*Try it*. Return all lines below containing the word "MemoryStore".

*Record set*.
================

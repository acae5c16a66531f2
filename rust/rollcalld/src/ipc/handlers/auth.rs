use crate::auth::AuthService;
use crate::ipc::error::{respond, HandlerErr};
use crate::ipc::helpers::get_required_str;
use crate::ipc::types::{AppState, Request};
use log::warn;
use serde_json::json;

fn auth_sign_in(
    state: &mut AppState,
    params: &serde_json::Value,
) -> Result<serde_json::Value, HandlerErr> {
    let email = get_required_str(params, "email")?;
    let password = get_required_str(params, "password")?;
    state.dashboard.clear_login_message();

    match state.auth.sign_in(&email, &password) {
        Ok(identity) => Ok(json!({
            "email": identity.email,
            "uid": identity.uid,
        })),
        Err(e) => {
            warn!("event=sign_in status=failed kind={}", e.kind());
            state.dashboard.set_login_message(e.to_string());
            Err(HandlerErr::new("auth_failed", e.to_string())
                .with_details(json!({ "kind": e.kind() })))
        }
    }
}

fn handle_auth_sign_in(state: &mut AppState, req: &Request) -> serde_json::Value {
    let result = auth_sign_in(state, &req.params);
    respond(&req.id, result)
}

fn handle_auth_sign_out(state: &mut AppState, req: &Request) -> serde_json::Value {
    state.auth.sign_out();
    respond(&req.id, Ok(json!({ "signedIn": false })))
}

fn handle_auth_state(state: &mut AppState, req: &Request) -> serde_json::Value {
    let current = state.auth.current();
    respond(
        &req.id,
        Ok(json!({
            "signedIn": current.is_some(),
            "email": current.map(|i| i.email.clone()),
        })),
    )
}

pub fn try_handle(state: &mut AppState, req: &Request) -> Option<serde_json::Value> {
    match req.method.as_str() {
        "auth.signIn" => Some(handle_auth_sign_in(state, req)),
        "auth.signOut" => Some(handle_auth_sign_out(state, req)),
        "auth.state" => Some(handle_auth_state(state, req)),
        _ => None,
    }
}
//! Realtime key-path store.
//!
//! The dashboard only ever reads from the store through [`DataStore`]:
//! subscribe to a path, receive pushes, unsubscribe. [`MemoryStore`] is the
//! in-process tree the host bridge feeds with backend changes.
//!
//! # Invariants
//! - Every subscription receives the current value of its path on subscribe
//!   (while connected), then one push per write that changes that value.
//! - Handles are allocated monotonically and never reused.
//! - Unsubscribe takes effect immediately; no later write is pushed for the
//!   dropped handle.

use crate::error::StoreError;
use serde::Serialize;
use serde_json::{Map, Value};
use std::collections::BTreeMap;
use std::fmt;
use std::sync::mpsc::{channel, Receiver, Sender};

#[derive(Debug, Clone, PartialEq, Eq, Hash, PartialOrd, Ord, Default)]
pub struct StorePath {
    segments: Vec<String>,
}

impl StorePath {
    pub fn root() -> Self {
        Self::default()
    }

    /// Parses `a/b/c`. Leading and trailing slashes are ignored; `""` and `"/"`
    /// address the root.
    pub fn parse(raw: &str) -> Result<Self, StoreError> {
        let trimmed = raw.trim().trim_matches('/');
        if trimmed.is_empty() {
            return Ok(Self::root());
        }
        let mut path = Self::root();
        for segment in trimmed.split('/') {
            path = path.child(segment)?;
        }
        Ok(path)
    }

    pub fn child(&self, key: &str) -> Result<Self, StoreError> {
        validate_key(key)?;
        let mut segments = self.segments.clone();
        segments.push(key.to_string());
        Ok(Self { segments })
    }

    pub fn segments(&self) -> &[String] {
        &self.segments
    }

    fn is_prefix_of(&self, other: &StorePath) -> bool {
        other.segments.starts_with(&self.segments)
    }

    /// True when a write at one path can change the value seen at the other.
    pub fn overlaps(&self, other: &StorePath) -> bool {
        self.is_prefix_of(other) || other.is_prefix_of(self)
    }
}

impl fmt::Display for StorePath {
    fn fmt(&self, f: &mut fmt::Formatter<'_>) -> fmt::Result {
        if self.segments.is_empty() {
            return f.write_str("/");
        }
        f.write_str(&self.segments.join("/"))
    }
}

fn validate_key(key: &str) -> Result<(), StoreError> {
    let reason = if key.is_empty() {
        Some("empty key")
    } else if key
        .chars()
        .any(|c| matches!(c, '.' | '#' | '$' | '[' | ']' | '/'))
    {
        Some("contains one of . # $ [ ] /")
    } else if key.chars().any(char::is_control) {
        Some("contains control characters")
    } else {
        None
    };
    match reason {
        Some(reason) => Err(StoreError::InvalidKey {
            key: key.to_string(),
            reason,
        }),
        None => Ok(()),
    }
}

#[derive(Debug, Clone, Copy, PartialEq, Eq, Hash, PartialOrd, Ord, Serialize)]
pub struct SubscriptionHandle(u64);

impl fmt::Display for SubscriptionHandle {
    fn fmt(&self, f: &mut fmt::Formatter<'_>) -> fmt::Result {
        write!(f, "sub#{}", self.0)
    }
}

/// One delivery for one subscription. `value` is `None` when the path holds no
/// data.
#[derive(Debug, Clone, PartialEq)]
pub struct StorePush {
    pub handle: SubscriptionHandle,
    pub path: StorePath,
    pub value: Option<Value>,
}

pub trait DataStore {
    fn subscribe(&mut self, path: &StorePath) -> SubscriptionHandle;
    fn unsubscribe(&mut self, handle: SubscriptionHandle);
}

pub struct MemoryStore {
    root: Value,
    subscriptions: BTreeMap<SubscriptionHandle, StorePath>,
    next_handle: u64,
    connected: bool,
    pushes: Sender<StorePush>,
}

impl MemoryStore {
    pub fn new() -> (Self, Receiver<StorePush>) {
        let (tx, rx) = channel();
        let store = Self {
            root: Value::Null,
            subscriptions: BTreeMap::new(),
            next_handle: 1,
            connected: true,
            pushes: tx,
        };
        (store, rx)
    }

    pub fn get(&self, path: &StorePath) -> Option<Value> {
        read_at(&self.root, path.segments()).cloned()
    }

    /// Writes `value` at `path`. `null` removes the key; objects left empty by a
    /// write collapse to absent.
    pub fn set(&mut self, path: &StorePath, value: Value) {
        let before = self.snapshot_overlapping(path);
        write_at(&mut self.root, path.segments(), normalize(value));
        self.deliver_changes(before);
    }

    pub fn remove(&mut self, path: &StorePath) {
        self.set(path, Value::Null);
    }

    /// Replaces the whole tree, e.g. from a backend JSON export.
    pub fn load(&mut self, root: Value) {
        let before = self.snapshot_overlapping(&StorePath::root());
        self.root = normalize(root);
        self.deliver_changes(before);
    }

    /// While disconnected, writes apply but nothing is delivered. Reconnecting
    /// re-delivers the current value to every live subscription.
    pub fn set_connected(&mut self, connected: bool) {
        let reconnecting = connected && !self.connected;
        self.connected = connected;
        if reconnecting {
            let live: Vec<(SubscriptionHandle, StorePath)> = self
                .subscriptions
                .iter()
                .map(|(h, p)| (*h, p.clone()))
                .collect();
            for (handle, path) in live {
                self.push(handle, path);
            }
        }
    }

    pub fn is_connected(&self) -> bool {
        self.connected
    }

    pub fn subscription_count(&self) -> usize {
        self.subscriptions.len()
    }

    /// Live subscription count per path, keyed by the path's display form.
    pub fn subscriptions_by_path(&self) -> BTreeMap<String, usize> {
        let mut out = BTreeMap::new();
        for path in self.subscriptions.values() {
            *out.entry(path.to_string()).or_insert(0) += 1;
        }
        out
    }

    fn snapshot_overlapping(
        &self,
        written: &StorePath,
    ) -> Vec<(SubscriptionHandle, StorePath, Option<Value>)> {
        self.subscriptions
            .iter()
            .filter(|(_, path)| path.overlaps(written))
            .map(|(handle, path)| (*handle, path.clone(), self.get(path)))
            .collect()
    }

    fn deliver_changes(&mut self, before: Vec<(SubscriptionHandle, StorePath, Option<Value>)>) {
        if !self.connected {
            return;
        }
        for (handle, path, previous) in before {
            if self.get(&path) != previous {
                self.push(handle, path);
            }
        }
    }

    fn push(&self, handle: SubscriptionHandle, path: StorePath) {
        let value = self.get(&path);
        // The receiver only goes away at shutdown.
        let _ = self.pushes.send(StorePush {
            handle,
            path,
            value,
        });
    }
}

impl DataStore for MemoryStore {
    fn subscribe(&mut self, path: &StorePath) -> SubscriptionHandle {
        let handle = SubscriptionHandle(self.next_handle);
        self.next_handle += 1;
        self.subscriptions.insert(handle, path.clone());
        if self.connected {
            self.push(handle, path.clone());
        }
        handle
    }

    fn unsubscribe(&mut self, handle: SubscriptionHandle) {
        self.subscriptions.remove(&handle);
    }
}

fn is_empty(v: &Value) -> bool {
    match v {
        Value::Null => true,
        Value::Object(map) => map.is_empty(),
        Value::Array(items) => items.iter().all(Value::is_null),
        _ => false,
    }
}

/// Drops nulls and empty containers anywhere in a written value.
fn normalize(value: Value) -> Value {
    match value {
        Value::Object(map) => {
            let cleaned: Map<String, Value> = map
                .into_iter()
                .map(|(k, v)| (k, normalize(v)))
                .filter(|(_, v)| !is_empty(v))
                .collect();
            if cleaned.is_empty() {
                Value::Null
            } else {
                Value::Object(cleaned)
            }
        }
        Value::Array(items) => {
            let cleaned: Vec<Value> = items.into_iter().map(normalize).collect();
            if cleaned.iter().all(Value::is_null) {
                Value::Null
            } else {
                Value::Array(cleaned)
            }
        }
        other => other,
    }
}

fn read_at<'a>(node: &'a Value, segments: &[String]) -> Option<&'a Value> {
    let Some((head, rest)) = segments.split_first() else {
        return if node.is_null() { None } else { Some(node) };
    };
    let child = match node {
        Value::Object(map) => map.get(head)?,
        Value::Array(items) => items.get(head.parse::<usize>().ok()?)?,
        _ => return None,
    };
    read_at(child, rest)
}

/// Array-shaped nodes become keyed objects once written through, the way the
/// backend stores them.
fn array_to_object(items: Vec<Value>) -> Map<String, Value> {
    items
        .into_iter()
        .enumerate()
        .filter(|(_, v)| !v.is_null())
        .map(|(i, v)| (i.to_string(), v))
        .collect()
}

fn write_at(node: &mut Value, segments: &[String], value: Value) {
    let Some((head, rest)) = segments.split_first() else {
        *node = value;
        return;
    };
    if node.is_array() {
        let items = match node.take() {
            Value::Array(items) => items,
            _ => Vec::new(),
        };
        *node = Value::Object(array_to_object(items));
    }
    if !node.is_object() {
        if value.is_null() {
            return;
        }
        *node = Value::Object(Map::new());
    }
    let Value::Object(map) = node else {
        return;
    };
    let now_empty = {
        let child = map.entry(head.clone()).or_insert(Value::Null);
        write_at(child, rest, value);
        is_empty(child)
    };
    if now_empty {
        map.remove(head);
    }
    if map.is_empty() {
        *node = Value::Null;
    }
}
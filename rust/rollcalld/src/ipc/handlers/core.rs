use crate::ipc::error::ok;
use crate::ipc::types::{AppState, Request};
use serde_json::json;

fn handle_health(state: &mut AppState, req: &Request) -> serde_json::Value {
    ok(
        &req.id,
        json!({
            "version": env!("CARGO_PKG_VERSION"),
            "signedIn": state.dashboard.is_signed_in(),
            "selectedSubject": state.dashboard.selected_subject(),
            "connected": state.store.is_connected(),
            "subscriptionCount": state.store.subscription_count(),
            "subscriptions": state.store.subscriptions_by_path(),
            "liveAttendanceSubscriptions": state.dashboard.live_today_subscriptions(),
        }),
    )
}

pub fn try_handle(state: &mut AppState, req: &Request) -> Option<serde_json::Value> {
    match req.method.as_str() {
        "health" => Some(handle_health(state, req)),
        _ => None,
    }
}
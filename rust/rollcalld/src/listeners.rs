//! Store subscriptions owned by the dashboard.
//!
//! # Invariants
//! - Baseline listeners (`students`, `subjects`, `activeSession`) are attached
//!   at most once per signed-in session.
//! - At most one `attendance/{subject}/{date}` and one `attendance/{subject}`
//!   subscription are live at any time.
//! - A replaced subscription is always unsubscribed before its successor is
//!   subscribed.

use crate::error::StoreError;
use crate::store::{DataStore, StorePath, SubscriptionHandle};
use log::{debug, info};

pub const STUDENTS_PATH: &str = "students";
pub const SUBJECTS_PATH: &str = "subjects";
pub const ACTIVE_SESSION_PATH: &str = "activeSession";
pub const ATTENDANCE_PATH: &str = "attendance";

/// Which derived state a push feeds.
#[derive(Debug, Clone, Copy, PartialEq, Eq)]
pub enum Channel {
    Students,
    Subjects,
    ActiveSession,
    Today,
    History,
}

#[derive(Debug, Clone, PartialEq, Eq)]
pub struct AttendanceKey {
    pub subject: String,
    pub date: String,
}

impl AttendanceKey {
    pub fn today_path(&self) -> Result<StorePath, StoreError> {
        subject_path(&self.subject)?.child(&self.date)
    }
}

fn subject_path(subject: &str) -> Result<StorePath, StoreError> {
    StorePath::root().child(ATTENDANCE_PATH)?.child(subject)
}

#[derive(Debug, Clone, Copy)]
struct Baseline {
    students: SubscriptionHandle,
    subjects: SubscriptionHandle,
    active_session: SubscriptionHandle,
}

#[derive(Debug, Clone)]
struct Bound<K> {
    key: K,
    handle: SubscriptionHandle,
}

/// Attendance-for-date subscription state.
#[derive(Debug, Clone, Default)]
enum TodaySubscription {
    #[default]
    Unsubscribed,
    Subscribed(Bound<AttendanceKey>),
}

/// What [`ListenerManager::retarget`] replaced, so the caller can drop state
/// that belonged to the old target.
///
/// A `*_error` means that listener's path could not be built and it is left
/// unsubscribed; the other listener is unaffected.
#[derive(Debug, Clone, Default, PartialEq, Eq)]
pub struct Retarget {
    pub today_changed: bool,
    pub history_changed: bool,
    pub today_error: Option<StoreError>,
    pub history_error: Option<StoreError>,
}

#[derive(Debug, Default)]
pub struct ListenerManager {
    baseline: Option<Baseline>,
    today: TodaySubscription,
    history: Option<Bound<String>>,
}

impl ListenerManager {
    pub fn new() -> Self {
        Self::default()
    }

    pub fn attach_baseline(&mut self, store: &mut dyn DataStore) -> Result<(), StoreError> {
        if self.baseline.is_some() {
            return Ok(());
        }
        let students = StorePath::parse(STUDENTS_PATH)?;
        let subjects = StorePath::parse(SUBJECTS_PATH)?;
        let active_session = StorePath::parse(ACTIVE_SESSION_PATH)?;
        self.baseline = Some(Baseline {
            students: store.subscribe(&students),
            subjects: store.subscribe(&subjects),
            active_session: store.subscribe(&active_session),
        });
        info!("event=listeners_attached paths=students,subjects,activeSession");
        Ok(())
    }

    /// Drops every subscription, dynamic ones first.
    pub fn detach_all(&mut self, store: &mut dyn DataStore) {
        self.drop_today(store);
        self.drop_history(store);
        if let Some(b) = self.baseline.take() {
            store.unsubscribe(b.students);
            store.unsubscribe(b.subjects);
            store.unsubscribe(b.active_session);
            info!("event=listeners_detached");
        }
    }

    /// Points the attendance subscriptions at `key`, or at nothing.
    ///
    /// An unchanged target keeps its live subscription. The two listeners are
    /// handled independently: an invalid date only affects the today listener.
    pub fn retarget(&mut self, store: &mut dyn DataStore, key: Option<&AttendanceKey>) -> Retarget {
        let mut out = Retarget::default();

        let today_same = match (&self.today, key) {
            (TodaySubscription::Subscribed(bound), Some(k)) => bound.key == *k,
            (TodaySubscription::Unsubscribed, None) => true,
            _ => false,
        };
        let history_same = match (&self.history, key) {
            (Some(bound), Some(k)) => bound.key == k.subject,
            (None, None) => true,
            _ => false,
        };

        if !today_same {
            self.drop_today(store);
            out.today_changed = true;
        }
        if !history_same {
            self.drop_history(store);
            out.history_changed = true;
        }

        let Some(key) = key else {
            return out;
        };

        if !history_same {
            match subject_path(&key.subject) {
                Ok(path) => {
                    let handle = store.subscribe(&path);
                    debug!("event=subscribe handle={} path={}", handle, path);
                    self.history = Some(Bound {
                        key: key.subject.clone(),
                        handle,
                    });
                }
                Err(e) => out.history_error = Some(e),
            }
        }
        if !today_same {
            match key.today_path() {
                Ok(path) => {
                    let handle = store.subscribe(&path);
                    debug!("event=subscribe handle={} path={}", handle, path);
                    self.today = TodaySubscription::Subscribed(Bound {
                        key: key.clone(),
                        handle,
                    });
                }
                Err(e) => out.today_error = Some(e),
            }
        }
        out
    }

    pub fn classify(&self, handle: SubscriptionHandle) -> Option<Channel> {
        if let Some(b) = &self.baseline {
            if handle == b.students {
                return Some(Channel::Students);
            }
            if handle == b.subjects {
                return Some(Channel::Subjects);
            }
            if handle == b.active_session {
                return Some(Channel::ActiveSession);
            }
        }
        if let TodaySubscription::Subscribed(bound) = &self.today {
            if bound.handle == handle {
                return Some(Channel::Today);
            }
        }
        match &self.history {
            Some(bound) if bound.handle == handle => Some(Channel::History),
            _ => None,
        }
    }

    /// 0 or 1.
    pub fn live_today_subscriptions(&self) -> usize {
        match self.today {
            TodaySubscription::Subscribed(_) => 1,
            TodaySubscription::Unsubscribed => 0,
        }
    }

    fn drop_today(&mut self, store: &mut dyn DataStore) {
        if let TodaySubscription::Subscribed(bound) = std::mem::take(&mut self.today) {
            store.unsubscribe(bound.handle);
            debug!(
                "event=unsubscribe handle={} subject={} date={}",
                bound.handle, bound.key.subject, bound.key.date
            );
        }
    }

    fn drop_history(&mut self, store: &mut dyn DataStore) {
        if let Some(bound) = self.history.take() {
            store.unsubscribe(bound.handle);
            debug!("event=unsubscribe handle={} subject={}", bound.handle, bound.key);
        }
    }
}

================

*Written answer*.
//! subscribe to a path, receive pushes, unsubscribe. [`MemoryStore`] is the
pub struct MemoryStore {
impl MemoryStore {
impl DataStore for MemoryStore {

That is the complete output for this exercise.